Home Chemistry The energetics of two types of tetracarbon, C4 and a problem! « Henry Rzepa’s Weblog

The energetics of two types of tetracarbon, C4 and a problem! « Henry Rzepa’s Weblog

The energetics of two types of tetracarbon, C4 and a problem! « Henry Rzepa’s Weblog


The subject of dicarbon, C2, has been mentioned right here for a couple of years now. It undoubtedly can be a gasoline! This side of the species got here to the fore lately[1] when additional experiments on a possible chemical precursor of dicarbon, the zwitterion X(+)-C≡C(-), confirmed that completely different variants of X(+), comparable to not solely X=PhI(+), but additionally e.g. X=dibenzothiophenium(+) appeared to generate a gaseous species, which may very well be trapped as “C2” in a solvent-free linked flask experiment.

A part of the thriller is that C2 itself is an especially excessive vitality species, its dimerisation to C4 being round 107 kcal/mol exoenergic in free vitality. Now, earlier calculations[2] had revealed that the response of the precursor PhI(+)-C≡C(-) with itself can happen on a comparatively low vitality pathway which avoids the very excessive vitality of C2. The IRC for this response is proven under, exhibiting a modest barrier and a really exothermic response to the species PhI(+)-CCCC(-) and IPh. 

Right here I carry your consideration to an odd characteristic on the IRC, within the area of -5. On this area, successfully “free C4” is fashioned (at an vitality some 60 kcal/mol decrease than the reactants and 167 kcal/mol decrease than two molecules of free C2), however this species is instantly trapped by a PhI to type the ultimate merchandise with an extra lower in vitality of ~20 kcal/mol. Suppose nevertheless, in a molecular dynamics sense, some proportion of this “C4” might take a unique trajectory and free itself at this level, therefore escaping being trapped by PhI? This response would then generate what once more is presumably a gaseous C4.
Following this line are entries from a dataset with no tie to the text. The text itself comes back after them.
//! The master table: the authoritative id-to-entry store.

use crate::entry::Entry;
use crate::error::DirResult;
use crate::table::{NaturalComparator, Table, TableCursor};
use crate::txn::WriteTransaction;
use crate::types::EntryId;
use ditstore_storage::TreeView;
use std::sync::Arc;

/// Maps entry ids to serialized entries.
///
/// Every other table in a partition is an index over this one and can be
/// rebuilt from it.
pub struct MasterTable {
    table: Table<EntryId, Entry>,
}

impl MasterTable {
    /// Name of the backing tree.
    pub const TREE_NAME: &'static str = "master";

    /// Creates the master table handle.
    #[must_use]
    pub fn new() -> Self {
        Self {
            table: Table::new(Self::TREE_NAME, Arc::new(NaturalComparator), None, false),
        }
    }

    /// Creates the backing tree if it does not already exist.
    pub fn create(&self, txn: &mut WriteTransaction) -> DirResult<()> {
        self.table.create(txn)
    }

    /// Allocates a fresh entry id.
    ///
    /// Ids are random, so allocation needs no transaction and never
    /// conflicts with concurrent writers.
    #[must_use]
    pub fn next_id(&self) -> EntryId {
        EntryId::new()
    }

    /// Returns the entry stored under `id`.
    pub fn get(&self, txn: &dyn TreeView, id: EntryId) -> DirResult<Option<Entry>> {
        self.table.get(txn, &id)
    }

    /// Returns whether an entry is stored under `id`.
    pub fn has(&self, txn: &dyn TreeView, id: EntryId) -> DirResult<bool> {
        self.table.has(txn, &id)
    }

    /// Stores an entry under `id`, replacing any previous version.
    pub fn put(&self, txn: &mut WriteTransaction, id: EntryId, entry: &Entry) -> DirResult<()> {
        self.table.put(txn, &id, entry)
    }

    /// Removes the entry stored under `id`. Returns `true` if present.
    pub fn remove(&self, txn: &mut WriteTransaction, id: EntryId) -> DirResult<bool> {
        self.table.remove(txn, &id)
    }

    /// Returns the number of stored entries.
    pub fn count(&self, txn: &dyn TreeView) -> DirResult<usize> {
        self.table.count(txn)
    }

    /// Opens a cursor over every (id, entry) pair.
    pub fn cursor(&self, txn: &dyn TreeView) -> DirResult<TableCursor<EntryId, Entry>> {
        self.table.cursor(txn)
    }
}

impl Default for MasterTable {
    fn default() -> Self {
        Self::new()
    }
}

#[cfg(test)]
mod tests {
    use super::*;
    use crate::name::Dn;
    use crate::txn::tests::write_env;

    #[test]
    fn put_get_remove() {
        let (_env, mut txn) = write_env();
        let master = MasterTable::new();
        master.create(&mut txn).unwrap();

        let id = master.next_id();
        let entry = Entry::new(Dn::parse("cn=a,dc=x").unwrap());
        master.put(&mut txn, id, &entry).unwrap();

        assert!(master.has(&txn, id).unwrap());
        assert_eq!(master.get(&txn, id).unwrap().unwrap().dn(), entry.dn());
        assert_eq!(master.count(&txn).unwrap(), 1);

        assert!(master.remove(&mut txn, id).unwrap());
        assert!(!master.has(&txn, id).unwrap());
    }

    #[test]
    fn cursor_scans_all_entries() {
        let (_env, mut txn) = write_env();
        let master = MasterTable::new();
        master.create(&mut txn).unwrap();

        for i in 0..3 {
            let entry = Entry::new(Dn::parse(&format!("cn=e{i},dc=x")).unwrap());
            master.put(&mut txn, master.next_id(), &entry).unwrap();
        }

        let mut cursor = master.cursor(&txn).unwrap();
        let mut seen = 0;
        while cursor.next() {
            cursor.get().unwrap();
            seen += 1;
        }
        assert_eq!(seen, 3);
    }
}
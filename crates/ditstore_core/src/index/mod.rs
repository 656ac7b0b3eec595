//! Attribute indices: paired forward and reverse tables.
//!
//! The forward table maps an attribute key to the ids of the entries
//! holding it; the reverse table maps an entry id back to the keys it is
//! indexed under, which lets teardown find every forward pair to remove
//! without scanning. Both tables are always updated inside the same write
//! transaction, so they cannot drift apart.

pub mod rdn;

use crate::error::{DirResult, DirectoryError};
use crate::table::{Comparator, Datum, KeyCursor, NaturalComparator, Table, TableCursor, ValueCursor};
use crate::txn::WriteTransaction;
use crate::types::EntryId;
use ditstore_storage::TreeView;
use std::sync::Arc;

/// A forward/reverse index pair over one attribute.
///
/// Three shapes exist:
/// - duplicate forward + reverse (the common case),
/// - unique forward + unique reverse (one key per entry, one entry per
///   key, e.g. the Rdn index),
/// - forward only (presence, where the reverse would mirror the forward).
pub struct Index<K> {
    oid: String,
    forward: Table<K, EntryId>,
    reverse: Option<Table<EntryId, K>>,
}

impl<K: Datum + Clone + 'static> Index<K> {
    /// Creates a standard index: duplicate-enabled forward table plus a
    /// reverse table. `reverse_multi_valued` says whether one entry can be
    /// indexed under several keys.
    #[must_use]
    pub fn new(
        oid: impl Into<String>,
        key_cmp: Arc<dyn Comparator<K>>,
        reverse_multi_valued: bool,
    ) -> Self {
        let oid = oid.into();
        Self {
            forward: Table::new(
                format!("{oid}_forward"),
                Arc::clone(&key_cmp),
                None,
                true,
            ),
            reverse: Some(Table::new(
                format!("{oid}_reverse"),
                Arc::new(NaturalComparator),
                Some(key_cmp),
                reverse_multi_valued,
            )),
            oid,
        }
    }

    /// Creates a unique index: at most one entry per key and one key per
    /// entry.
    #[must_use]
    pub fn unique(oid: impl Into<String>, key_cmp: Arc<dyn Comparator<K>>) -> Self {
        let oid = oid.into();
        Self {
            forward: Table::new(
                format!("{oid}_forward"),
                Arc::clone(&key_cmp),
                None,
                false,
            ),
            reverse: Some(Table::new(
                format!("{oid}_reverse"),
                Arc::new(NaturalComparator),
                Some(key_cmp),
                false,
            )),
            oid,
        }
    }

    /// Creates a forward-only index with no reverse table.
    #[must_use]
    pub fn forward_only(oid: impl Into<String>, key_cmp: Arc<dyn Comparator<K>>) -> Self {
        let oid = oid.into();
        Self {
            forward: Table::new(format!("{oid}_forward"), key_cmp, None, true),
            reverse: None,
            oid,
        }
    }

    /// Returns the attribute identifier this index covers.
    #[must_use]
    pub fn oid(&self) -> &str {
        &self.oid
    }

    /// Returns whether the index maintains a reverse table.
    #[must_use]
    pub fn has_reverse(&self) -> bool {
        self.reverse.is_some()
    }

    /// Returns whether one entry may be indexed under several keys.
    #[must_use]
    pub fn is_multi_valued(&self) -> bool {
        self.reverse
            .as_ref()
            .map_or(true, Table::allows_duplicates)
    }

    /// Creates the backing trees if they do not already exist.
    pub fn create(&self, txn: &mut WriteTransaction) -> DirResult<()> {
        self.forward.create(txn)?;
        if let Some(reverse) = &self.reverse {
            reverse.create(txn)?;
        }
        Ok(())
    }

    /// Indexes `id` under `key` in both directions.
    pub fn add(&self, txn: &mut WriteTransaction, key: &K, id: EntryId) -> DirResult<()> {
        self.forward.put(txn, key, &id)?;
        if let Some(reverse) = &self.reverse {
            reverse.put(txn, &id, key)?;
        }
        Ok(())
    }

    /// Removes the (key, id) pairing from both directions.
    ///
    /// A pairing that is not present is silently ignored.
    pub fn drop_pair(&self, txn: &mut WriteTransaction, key: &K, id: EntryId) -> DirResult<()> {
        self.forward.remove_pair(txn, key, &id)?;
        if let Some(reverse) = &self.reverse {
            reverse.remove_pair(txn, &id, key)?;
        }
        Ok(())
    }

    /// Removes every pairing of `id` using the reverse table to find them.
    ///
    /// Errors on a forward-only index, which has no way to locate the
    /// forward pairs.
    pub fn drop_all(&self, txn: &mut WriteTransaction, id: EntryId) -> DirResult<()> {
        let Some(reverse) = &self.reverse else {
            return Err(DirectoryError::unsupported(format!(
                "drop_all requires a reverse table: {}",
                self.oid
            )));
        };
        if reverse.allows_duplicates() {
            let mut cursor = reverse.value_cursor(txn, &id)?;
            let mut keys = Vec::with_capacity(cursor.len());
            while cursor.next() {
                keys.push(cursor.get()?);
            }
            for key in keys {
                self.forward.remove_pair(txn, &key, &id)?;
            }
        } else if let Some(key) = reverse.get(txn, &id)? {
            self.forward.remove_pair(txn, &key, &id)?;
        }
        reverse.remove(txn, &id)?;
        Ok(())
    }

    /// Returns the first entry id indexed under `key`.
    pub fn forward_lookup(&self, txn: &dyn TreeView, key: &K) -> DirResult<Option<EntryId>> {
        self.forward.get(txn, key)
    }

    /// Returns whether any entry is indexed under `key`.
    pub fn forward_has(&self, txn: &dyn TreeView, key: &K) -> DirResult<bool> {
        self.forward.has(txn, key)
    }

    /// Returns whether `id` is indexed under `key`.
    pub fn forward_has_pair(&self, txn: &dyn TreeView, key: &K, id: EntryId) -> DirResult<bool> {
        self.forward.has_pair(txn, key, &id)
    }

    /// Returns one key `id` is indexed under, if any.
    pub fn reverse_lookup(&self, txn: &dyn TreeView, id: EntryId) -> DirResult<Option<K>> {
        match &self.reverse {
            Some(reverse) => reverse.get(txn, &id),
            None => Ok(None),
        }
    }

    /// Returns whether `id` is indexed under any key.
    pub fn reverse_has(&self, txn: &dyn TreeView, id: EntryId) -> DirResult<bool> {
        match &self.reverse {
            Some(reverse) => reverse.has(txn, &id),
            None => Ok(false),
        }
    }

    /// Returns every key `id` is indexed under.
    pub fn reverse_values(&self, txn: &dyn TreeView, id: EntryId) -> DirResult<Vec<K>> {
        let Some(reverse) = &self.reverse else {
            return Ok(Vec::new());
        };
        let mut cursor = reverse.value_cursor(txn, &id)?;
        let mut keys = Vec::with_capacity(cursor.len());
        while cursor.next() {
            keys.push(cursor.get()?);
        }
        Ok(keys)
    }

    /// Opens a cursor over every (key, id) pair in key order.
    pub fn cursor(&self, txn: &dyn TreeView) -> DirResult<TableCursor<K, EntryId>> {
        self.forward.cursor(txn)
    }

    /// Opens a cursor over the ids indexed under one key.
    pub fn key_cursor(&self, txn: &dyn TreeView, key: &K) -> DirResult<KeyCursor<K, EntryId>> {
        self.forward.key_cursor(txn, key)
    }

    /// Opens a restartable cursor over the ids indexed under one key.
    pub fn value_cursor(&self, txn: &dyn TreeView, key: &K) -> DirResult<ValueCursor<EntryId>> {
        self.forward.value_cursor(txn, key)
    }

    /// Returns the total number of (key, id) pairs.
    pub fn count(&self, txn: &dyn TreeView) -> DirResult<usize> {
        self.forward.count(txn)
    }

    /// Returns the number of ids indexed under `key`.
    pub fn count_key(&self, txn: &dyn TreeView, key: &K) -> DirResult<usize> {
        self.forward.count_key(txn, key)
    }

    /// Capped count of pairs under keys greater than `key`.
    pub fn greater_than_count(&self, txn: &dyn TreeView, key: &K) -> DirResult<usize> {
        self.forward.greater_than_count(txn, key)
    }

    /// Capped count of pairs under keys less than `key`.
    pub fn less_than_count(&self, txn: &dyn TreeView, key: &K) -> DirResult<usize> {
        self.forward.less_than_count(txn, key)
    }

    /// Deletes the backing trees.
    pub fn destroy(&self, txn: &mut WriteTransaction) -> DirResult<()> {
        txn.delete_tree(self.forward.name())?;
        if let Some(reverse) = &self.reverse {
            txn.delete_tree(reverse.name())?;
        }
        Ok(())
    }

    /// Empties both backing trees.
    pub fn clear(&self, txn: &mut WriteTransaction) -> DirResult<()> {
        self.forward.clear(txn)?;
        if let Some(reverse) = &self.reverse {
            reverse.clear(txn)?;
        }
        Ok(())
    }
}

#[cfg(test)]
mod tests {
    use super::*;
    use crate::table::CaseIgnoreComparator;
    use crate::txn::tests::write_env;
    use proptest::prelude::*;

    fn string_index() -> Index<String> {
        Index::new("2.5.4.3", Arc::new(CaseIgnoreComparator), true)
    }

    fn id(byte: u8) -> EntryId {
        EntryId::from_bytes([byte; 16])
    }

    #[test]
    fn add_updates_both_directions() {
        let (_env, mut txn) = write_env();
        let index = string_index();
        index.create(&mut txn).unwrap();

        index.add(&mut txn, &"alice".to_string(), id(1)).unwrap();

        assert_eq!(
            index.forward_lookup(&txn, &"alice".to_string()).unwrap(),
            Some(id(1))
        );
        assert_eq!(
            index.reverse_values(&txn, id(1)).unwrap(),
            vec!["alice".to_string()]
        );
    }

    #[test]
    fn drop_pair_is_tolerant_of_absence() {
        let (_env, mut txn) = write_env();
        let index = string_index();
        index.create(&mut txn).unwrap();

        index.drop_pair(&mut txn, &"ghost".to_string(), id(1)).unwrap();
        assert_eq!(index.count(&txn).unwrap(), 0);
    }

    #[test]
    fn drop_all_removes_every_key() {
        let (_env, mut txn) = write_env();
        let index = string_index();
        index.create(&mut txn).unwrap();

        index.add(&mut txn, &"a".to_string(), id(1)).unwrap();
        index.add(&mut txn, &"b".to_string(), id(1)).unwrap();
        index.add(&mut txn, &"a".to_string(), id(2)).unwrap();

        index.drop_all(&mut txn, id(1)).unwrap();

        assert!(!index.forward_has_pair(&txn, &"a".to_string(), id(1)).unwrap());
        assert!(!index.forward_has(&txn, &"b".to_string()).unwrap());
        assert!(index.forward_has_pair(&txn, &"a".to_string(), id(2)).unwrap());
        assert!(!index.reverse_has(&txn, id(1)).unwrap());
    }

    #[test]
    fn unique_index_overwrites() {
        let (_env, mut txn) = write_env();
        let index: Index<String> = Index::unique("x", Arc::new(CaseIgnoreComparator));
        index.create(&mut txn).unwrap();

        index.add(&mut txn, &"k".to_string(), id(1)).unwrap();
        index.add(&mut txn, &"k".to_string(), id(2)).unwrap();

        assert_eq!(
            index.forward_lookup(&txn, &"k".to_string()).unwrap(),
            Some(id(2))
        );
        assert_eq!(index.count_key(&txn, &"k".to_string()).unwrap(), 1);
    }

    #[test]
    fn forward_only_rejects_drop_all() {
        let (_env, mut txn) = write_env();
        let index: Index<String> = Index::forward_only("p", Arc::new(CaseIgnoreComparator));
        index.create(&mut txn).unwrap();
        index.add(&mut txn, &"cn".to_string(), id(1)).unwrap();

        assert!(matches!(
            index.drop_all(&mut txn, id(1)),
            Err(DirectoryError::UnsupportedOperation { .. })
        ));
        assert!(!index.reverse_has(&txn, id(1)).unwrap());
    }

    #[test]
    fn clear_empties_both_tables() {
        let (_env, mut txn) = write_env();
        let index = string_index();
        index.create(&mut txn).unwrap();
        index.add(&mut txn, &"a".to_string(), id(1)).unwrap();

        index.clear(&mut txn).unwrap();
        assert_eq!(index.count(&txn).unwrap(), 0);
        assert!(index.reverse_values(&txn, id(1)).unwrap().is_empty());
    }

    proptest! {
        // Whatever sequence of adds happens, reverse always mirrors forward.
        #[test]
        fn forward_and_reverse_stay_in_step(
            pairs in prop::collection::vec(("[a-d]{1,2}", 0u8..4), 0..30)
        ) {
            let (_env, mut txn) = write_env();
            let index = string_index();
            index.create(&mut txn).unwrap();

            for (key, byte) in &pairs {
                index.add(&mut txn, key, id(*byte)).unwrap();
            }

            for (key, byte) in &pairs {
                prop_assert!(index.forward_has_pair(&txn, key, id(*byte)).unwrap());
                prop_assert!(index
                    .reverse_values(&txn, id(*byte))
                    .unwrap()
                    .contains(key));
            }
        }
    }
}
Right here I discover what may occur subsequent, to reply the query of whether or not linear C4 is steady, or will it convert into one thing else? The scheme under reveals a number of the doable pathways, resulting in the bicyclic type which I’ve beforehand mentioned extensively when it comes to its stabilising aromaticity. Calculations are on the CCSD(T)/Def2-TZVPPD gasoline part stage, permitting biradicals to type (FAIR Information DOI: 10.14469/hpc/11956).

You possibly can see that C4 is in a modest thermal effectively, with a free vitality barrier to cyclisation of ~22 kcal/mol. So generated at comparatively low energies, it’d retain its linear construction, whereas at room temperatures or increased, it is going to in all probability find yourself because the bicyclic fragrant species.

The important thing calculation may be that dimerisation response proven above. Would molecular dynamics present {that a} proportion of the response permits the escape of C4? Would that be temperature/stress dependent? I’m not about to attempt these calculations, however provides of doing so gladly accepted! However that doesn’t essentially clear up the thriller of this response, alluded to above.[1] Is the trapped gaseous species C2 itself, C4 in some type, or certainly one thing else completely?